With this solution, Anglo Platinum managers can develop standard recipe templates and libraries. From a maintenance perspective, this makes it easier to identify areas within the operation that might be experiencing unnecessary trips, faults or other issues.


With the new DCS, operators at the platinum facility have access to reporting across every stage and level of the process, enabling them to keep track of recipes in real time and maintain stricter control during production.

"We have a more realistic view of operations now," du Preez said. "With additional information and increased visibility, our operators can better understand the process."

Operators can quickly compare batches and KPIs, and identify if and when a batch is deviating.
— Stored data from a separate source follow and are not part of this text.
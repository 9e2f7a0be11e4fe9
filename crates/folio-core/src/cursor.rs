//! Custom cursor: a dot and a trailing ring, both spring-followed.

use glam::Vec2;

use crate::color::Rgba;
use crate::constants::*;
use crate::spring::{Spring, SpringConfig, SpringVec2};

#[derive(Clone, Debug, PartialEq)]
pub struct CursorConfig {
    pub dot: SpringConfig,
    pub ring: SpringConfig,
    /// Spring for the ring diameter transition.
    pub ring_size: SpringConfig,
    /// Spring for the dot shrinking over interactive elements.
    pub dot_scale: SpringConfig,
    pub ring_diameter: f32,
    pub ring_diameter_interactive: f32,
}

impl Default for CursorConfig {
    fn default() -> Self {
        Self {
            dot: SpringConfig::new(CURSOR_DOT_STIFFNESS, CURSOR_DOT_DAMPING, CURSOR_DOT_MASS),
            ring: SpringConfig::new(CURSOR_RING_STIFFNESS, CURSOR_RING_DAMPING, CURSOR_RING_MASS),
            ring_size: SpringConfig::new(300.0, 20.0, 1.0),
            dot_scale: SpringConfig::critical(600.0, 1.0),
            ring_diameter: CURSOR_RING_SIZE,
            ring_diameter_interactive: CURSOR_RING_SIZE_INTERACTIVE,
        }
    }
}

/// What the host applies to the two cursor elements this frame.
#[derive(Clone, Copy, Debug, PartialEq)]
pub struct CursorFrame {
    pub dot: Vec2,
    pub follower: Vec2,
    pub follower_size: f32,
    pub dot_scale: f32,
    pub visible: bool,
    pub interactive: bool,
    pub ring_color: Rgba,
}

#[derive(Clone, Debug)]
pub struct CursorState {
    config: CursorConfig,
    dot: SpringVec2,
    follower: SpringVec2,
    size: Spring,
    scale: Spring,
    visible: bool,
    interactive: bool,
    seen: bool,
}

impl Default for CursorState {
    fn default() -> Self {
        Self::new(CursorConfig::default())
    }
}

impl CursorState {
    pub fn new(config: CursorConfig) -> Self {
        Self {
            dot: SpringVec2::new(Vec2::ZERO, config.dot),
            follower: SpringVec2::new(Vec2::ZERO, config.ring),
            size: Spring::new(config.ring_diameter, config.ring_size),
            scale: Spring::new(1.0, config.dot_scale),
            visible: false,
            interactive: false,
            seen: false,
            config,
        }
    }

    /// Pointer moved to `at`; `interactive` is true over links and buttons.
    pub fn pointer_moved(&mut self, at: Vec2, interactive: bool) {
        if !at.is_finite() {
            return;
        }
        if !self.seen {
            // first sighting: appear in place instead of flying in from the corner
            self.dot.snap(at);
            self.follower.snap(at);
            self.seen = true;
        }
        self.dot.set_target(at);
        self.follower.set_target(at);
        self.visible = true;
        if interactive != self.interactive {
            self.interactive = interactive;
            self.size.set_target(if interactive {
                self.config.ring_diameter_interactive
            } else {
                self.config.ring_diameter
            });
            self.scale.set_target(if interactive { 0.0 } else { 1.0 });
        }
    }

    pub fn pointer_left(&mut self) {
        self.visible = false;
    }

    pub fn pointer_entered(&mut self) {
        if self.seen {
            self.visible = true;
        }
    }

    pub fn update(&mut self, dt: f32) {
        self.dot.update(dt);
        self.follower.update(dt);
        self.size.update(dt);
        self.scale.update(dt);
    }

    pub fn frame(&self) -> CursorFrame {
        CursorFrame {
            dot: self.dot.value(),
            follower: self.follower.value(),
            follower_size: self.size.value(),
            dot_scale: self.scale.value().max(0.0),
            visible: self.visible,
            interactive: self.interactive,
            ring_color: if self.interactive {
                Rgba::rgb8(139, 92, 246).with_alpha(0.8)
            } else {
                Rgba::rgb8(59, 130, 246).with_alpha(0.6)
            },
        }
    }
}

#[cfg(test)]
mod tests {
    use super::*;

    fn run(c: &mut CursorState, secs: f32) {
        for _ in 0..(secs * 60.0) as usize {
            c.update(1.0 / 60.0);
        }
    }

    #[test]
    fn hidden_until_first_move_then_appears_in_place() {
        let mut c = CursorState::default();
        assert!(!c.frame().visible);
        c.pointer_entered();
        assert!(!c.frame().visible);
        c.pointer_moved(Vec2::new(200.0, 100.0), false);
        let f = c.frame();
        assert!(f.visible);
        assert_eq!(f.dot, Vec2::new(200.0, 100.0));
        assert_eq!(f.follower, Vec2::new(200.0, 100.0));
    }

    #[test]
    fn dot_leads_the_ring() {
        let mut c = CursorState::default();
        c.pointer_moved(Vec2::ZERO, false);
        c.pointer_moved(Vec2::new(300.0, 0.0), false);
        run(&mut c, 0.05);
        let f = c.frame();
        assert!(f.dot.x > f.follower.x, "dot {:?} ring {:?}", f.dot, f.follower);
        run(&mut c, 3.0);
        let f = c.frame();
        assert!((f.dot.x - 300.0).abs() < 0.5 && (f.follower.x - 300.0).abs() < 0.5);
    }

    #[test]
    fn interactive_grows_ring_and_hides_dot() {
        let mut c = CursorState::default();
        c.pointer_moved(Vec2::new(10.0, 10.0), true);
        run(&mut c, 1.0);
        let f = c.frame();
        assert!(f.interactive);
        assert!((f.follower_size - 60.0).abs() < 0.5);
        assert!(f.dot_scale < 0.01);
        c.pointer_moved(Vec2::new(10.0, 10.0), false);
        run(&mut c, 1.0);
        assert!((c.frame().follower_size - 40.0).abs() < 0.5);
    }

    #[test]
    fn leaving_hides_and_entering_shows() {
        let mut c = CursorState::default();
        c.pointer_moved(Vec2::new(1.0, 1.0), false);
        c.pointer_left();
        assert!(!c.frame().visible);
        c.pointer_entered();
        assert!(c.frame().visible);
    }
}
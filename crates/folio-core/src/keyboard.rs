//! Skills keyboard: the keycap table and the model that routes input to one
//! [`KeycapController`] per keycap.

use glam::Vec3;

use crate::color::Rgba;
use crate::constants::*;
use crate::keycap::{KeycapController, KeycapMode, KeycapParams};
use crate::points::FloatingPoints;

#[derive(Clone, Copy, Debug, PartialEq)]
pub struct Skill {
    pub name: &'static str,
    /// Built-in icon name, see [`crate::icons::builtin`].
    pub icon: &'static str,
    pub color: [u8; 3],
    pub icon_color: [u8; 3],
    pub trigger: char,
    pub position: [f32; 3],
}

impl Skill {
    pub fn keycap_color(&self) -> Rgba {
        let [r, g, b] = self.color;
        Rgba::rgb8(r, g, b)
    }

    pub fn icon_color(&self) -> Rgba {
        let [r, g, b] = self.icon_color;
        Rgba::rgb8(r, g, b)
    }

    /// Top surface: keycap color lightened 15%.
    pub fn top_color(&self) -> Rgba {
        self.keycap_color().lighten(15.0)
    }

    /// Keycap sides: darkened 10%.
    pub fn side_color(&self) -> Rgba {
        self.keycap_color().darken(10.0)
    }

    /// Switch stem: darkened 5%.
    pub fn stem_color(&self) -> Rgba {
        self.keycap_color().darken(5.0)
    }

    pub fn position(&self) -> Vec3 {
        Vec3::from_array(self.position)
    }
}

const WHITE: [u8; 3] = [0xff, 0xff, 0xff];

const fn skill(
    name: &'static str,
    icon: &'static str,
    color: u32,
    icon_color: [u8; 3],
    trigger: char,
    position: [f32; 3],
) -> Skill {
    Skill {
        name,
        icon,
        color: [(color >> 16) as u8, (color >> 8) as u8, color as u8],
        icon_color,
        trigger,
        position,
    }
}

/// Four staggered rows: frontend, backend, databases, tools.
pub const SKILLS: [Skill; 16] = [
    skill("React", "react", 0x61DAFB, WHITE, 'r', [0.0, 0.0, 1.0]),
    skill("Next.js", "nextjs", 0x000000, WHITE, 'n', [1.1, 0.0, 1.0]),
    skill("TypeScript", "typescript", 0x3178C6, WHITE, 't', [2.2, 0.0, 1.0]),
    skill("JavaScript", "javascript", 0xF7DF1E, [0, 0, 0], 'j', [3.3, 0.0, 1.0]),
    skill("Tailwind", "tailwind", 0x38BDF8, WHITE, 'w', [4.4, 0.0, 1.0]),
    skill("Node.js", "nodejs", 0x68A063, WHITE, 'o', [0.0, 0.0, 0.0]),
    skill("Python", "python", 0x3776AB, [0xFF, 0xD4, 0x3B], 'p', [1.1, 0.0, 0.0]),
    skill("Java", "java", 0xED8B00, WHITE, 'a', [2.2, 0.0, 0.0]),
    skill("Express", "express", 0x000000, WHITE, 'e', [3.3, 0.0, 0.0]),
    skill("Spring", "spring", 0x6DB33F, WHITE, 's', [4.4, 0.0, 0.0]),
    skill("MongoDB", "mongodb", 0x47A248, WHITE, 'm', [0.55, 0.0, -1.0]),
    skill("PostgreSQL", "postgresql", 0x336791, WHITE, 'q', [1.65, 0.0, -1.0]),
    skill("MySQL", "mysql", 0x00758F, [0xF2, 0x91, 0x11], 'y', [2.75, 0.0, -1.0]),
    skill("Git", "git", 0xF05032, WHITE, 'g', [3.85, 0.0, -1.0]),
    skill("Docker", "docker", 0x2496ED, WHITE, 'd', [1.1, 0.0, -2.0]),
    skill("Figma", "figma", 0xF24E1E, WHITE, 'f', [2.2, 0.0, -2.0]),
];

// Keycap body box relative to the keycap origin, used for pointer picking.
const PICK_HALF_EXTENT: Vec3 = Vec3::new(0.44, 0.15, 0.44);
const PICK_CENTER_Y: f32 = 0.15;

/// Slab test; returns the entry distance along `dir` if the ray hits the box.
pub fn ray_aabb(origin: Vec3, dir: Vec3, min: Vec3, max: Vec3) -> Option<f32> {
    let inv = dir.recip();
    let t0 = (min - origin) * inv;
    let t1 = (max - origin) * inv;
    let t_near = t0.min(t1).max_element();
    let t_far = t0.max(t1).min_element();
    if t_near.is_nan() || t_far.is_nan() || t_far < t_near.max(0.0) {
        return None;
    }
    Some(t_near.max(0.0))
}

#[derive(Clone, Debug)]
pub struct Keycap {
    pub skill: Skill,
    pub controller: KeycapController,
    /// Current bob offset; frozen while the key is held down.
    float_y: f32,
}

impl Keycap {
    pub fn new(skill: Skill) -> Self {
        Self {
            controller: KeycapController::new(skill.trigger),
            skill,
            float_y: 0.0,
        }
    }

    pub fn params(&self) -> KeycapParams {
        self.controller.params()
    }

    pub fn mode(&self) -> KeycapMode {
        self.controller.mode()
    }

    pub fn float_offset(&self) -> f32 {
        self.float_y
    }

    /// World-space origin including the bob.
    pub fn origin(&self) -> Vec3 {
        self.skill.position() + Vec3::Y * self.float_y
    }

    pub fn bounds(&self) -> (Vec3, Vec3) {
        let center = self.origin() + Vec3::Y * PICK_CENTER_Y;
        (center - PICK_HALF_EXTENT, center + PICK_HALF_EXTENT)
    }
}

#[derive(Clone, Debug)]
pub struct Keyboard {
    keys: Vec<Keycap>,
    hovered: Option<usize>,
    elapsed: f32,
    floating: FloatingPoints,
}

impl Default for Keyboard {
    fn default() -> Self {
        Self::new(&SKILLS)
    }
}

impl Keyboard {
    pub fn new(skills: &[Skill]) -> Self {
        Self {
            keys: skills.iter().copied().map(Keycap::new).collect(),
            hovered: None,
            elapsed: 0.0,
            floating: FloatingPoints::default(),
        }
    }

    pub fn keys(&self) -> &[Keycap] {
        &self.keys
    }

    pub fn key(&self, index: usize) -> Option<&Keycap> {
        self.keys.get(index)
    }

    pub fn hovered(&self) -> Option<usize> {
        self.hovered
    }

    pub fn elapsed(&self) -> f32 {
        self.elapsed
    }

    pub fn floating_points(&self) -> &FloatingPoints {
        &self.floating
    }

    /// Routes a key-down to every keycap bound to `key`; true if any matched.
    pub fn key_down(&mut self, key: &str) -> bool {
        self.keys
            .iter_mut()
            .fold(false, |hit, k| k.controller.key_down(key) | hit)
    }

    pub fn key_up(&mut self, key: &str) -> bool {
        self.keys
            .iter_mut()
            .fold(false, |hit, k| k.controller.key_up(key) | hit)
    }

    /// Nearest keycap hit by the ray, if any.
    pub fn pick(&self, origin: Vec3, dir: Vec3) -> Option<usize> {
        self.keys
            .iter()
            .enumerate()
            .filter_map(|(i, k)| {
                let (min, max) = k.bounds();
                ray_aabb(origin, dir, min, max).map(|t| (i, t))
            })
            .min_by(|a, b| a.1.total_cmp(&b.1))
            .map(|(i, _)| i)
    }

    /// Moves hover to whichever keycap the pointer ray hits.
    pub fn hover_ray(&mut self, origin: Vec3, dir: Vec3) -> Option<usize> {
        let hit = self.pick(origin, dir);
        self.set_hovered(hit);
        hit
    }

    pub fn pointer_left(&mut self) {
        self.set_hovered(None);
    }

    /// Clicks the keycap under the ray (press with auto release).
    pub fn click_ray(&mut self, origin: Vec3, dir: Vec3) -> Option<usize> {
        let hit = self.pick(origin, dir)?;
        self.keys[hit].controller.click();
        Some(hit)
    }

    fn set_hovered(&mut self, index: Option<usize>) {
        if self.hovered == index {
            return;
        }
        if let Some(old) = self.hovered.and_then(|i| self.keys.get_mut(i)) {
            old.controller.pointer_leave();
        }
        if let Some(new) = index.and_then(|i| self.keys.get_mut(i)) {
            new.controller.pointer_enter();
        }
        self.hovered = index;
    }

    /// Advances the bob clock, every keycap spring and the floating points.
    pub fn update(&mut self, dt: f32) {
        let dt = dt.max(0.0);
        self.elapsed += dt;
        self.floating.advance(dt);
        let t = self.elapsed;
        for k in &mut self.keys {
            k.controller.update(dt);
            if !k.controller.is_pressed() {
                k.float_y = (t * KEYCAP_FLOAT_RATE + k.skill.position[0] * 2.0).sin()
                    * KEYCAP_FLOAT_AMPLITUDE;
            }
        }
    }

    /// True while a hovered or pressed keycap wants the pointer cursor.
    pub fn wants_pointer_cursor(&self) -> bool {
        self.keys.iter().any(|k| k.mode() != KeycapMode::Idle)
    }
}

#[cfg(test)]
mod tests {
    use super::*;

    #[test]
    fn table_has_unique_triggers() {
        let mut triggers: Vec<char> = SKILLS.iter().map(|s| s.trigger).collect();
        triggers.sort_unstable();
        triggers.dedup();
        assert_eq!(triggers.len(), SKILLS.len());
    }

    #[test]
    fn derived_colors_shift_channels() {
        let react = SKILLS[0];
        assert_eq!(react.top_color().to_hex(), "#87ffff");
        let postgres = SKILLS.iter().find(|s| s.name == "PostgreSQL").unwrap();
        assert_eq!(postgres.stem_color().to_hex(), "#265a84");
        assert_eq!(postgres.side_color().to_hex(), "#194d77");
    }

    #[test]
    fn key_events_reach_the_bound_keycap_only() {
        let mut kb = Keyboard::default();
        assert!(kb.key_down("T"));
        let ts = kb.keys().iter().position(|k| k.skill.name == "TypeScript").unwrap();
        for (i, k) in kb.keys().iter().enumerate() {
            assert_eq!(k.controller.is_pressed(), i == ts);
        }
        assert!(kb.key_up("t"));
        assert!(!kb.keys()[ts].controller.is_pressed());
        assert!(!kb.key_down("z"));
    }

    #[test]
    fn ray_hits_box_from_above() {
        let t = ray_aabb(
            Vec3::new(0.0, 5.0, 0.0),
            Vec3::NEG_Y,
            Vec3::splat(-1.0),
            Vec3::splat(1.0),
        );
        assert_eq!(t, Some(4.0));
        assert_eq!(
            ray_aabb(
                Vec3::new(3.0, 5.0, 0.0),
                Vec3::NEG_Y,
                Vec3::splat(-1.0),
                Vec3::splat(1.0)
            ),
            None
        );
    }

    #[test]
    fn hover_moves_between_keycaps() {
        let mut kb = Keyboard::default();
        let down = Vec3::NEG_Y;
        let over_react = kb.hover_ray(Vec3::new(0.0, 5.0, 1.0), down);
        assert_eq!(over_react, Some(0));
        assert_eq!(kb.keys()[0].mode(), KeycapMode::Hovered);

        let over_next = kb.hover_ray(Vec3::new(1.1, 5.0, 1.0), down);
        assert_eq!(over_next, Some(1));
        assert_eq!(kb.keys()[0].mode(), KeycapMode::Idle);
        assert_eq!(kb.keys()[1].mode(), KeycapMode::Hovered);

        kb.pointer_left();
        assert!(kb.keys().iter().all(|k| k.mode() == KeycapMode::Idle));
        assert!(!kb.wants_pointer_cursor());
    }

    #[test]
    fn click_presses_then_releases() {
        let mut kb = Keyboard::default();
        let hit = kb.click_ray(Vec3::new(2.2, 5.0, -2.0), Vec3::NEG_Y);
        let figma = SKILLS.iter().position(|s| s.name == "Figma").unwrap();
        assert_eq!(hit, Some(figma));
        assert!(kb.keys()[figma].controller.is_pressed());
        for _ in 0..12 {
            kb.update(1.0 / 60.0);
        }
        assert!(!kb.keys()[figma].controller.is_pressed());
    }

    #[test]
    fn bob_freezes_while_pressed() {
        let mut kb = Keyboard::default();
        kb.update(0.3);
        kb.key_down("r");
        let frozen = kb.keys()[0].float_offset();
        kb.update(0.4);
        assert_eq!(kb.keys()[0].float_offset(), frozen);
        assert_ne!(kb.keys()[1].float_offset(), 0.0);
    }
}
As they get used to the system and monitor consecutive
batches, they will know how long a certain batch should take and when there is an issue.

The ISA-88-structured solution has also improved maintenance and troubleshooting, which helps the platinum company comply with strict international process control standards.

"What the PlantPAx modern DCS system is bringing to the table is flexibility and scalability," du Preez said. "We will always have unique requirements that we need to cater to, and this system gives us the option to meet those and remain compliant."

Editor’s note: The results in this article are specific to Anglo Platinum’s use of Rockwell Automation products and services in conjunction with other products. Specific results may vary for other customers. PlantPAx is a trademark of Rockwell Automation Inc.  

Tim Schmidt is the global marketing lead for process at Rockwell Automation Inc. For 15 years he has been focused on helping process customers solve problems with engineering and business development roles. He has a bachelor’s degree from the Milwaukee School of Engineering and a master’s in engineering from the University of Wisconsin.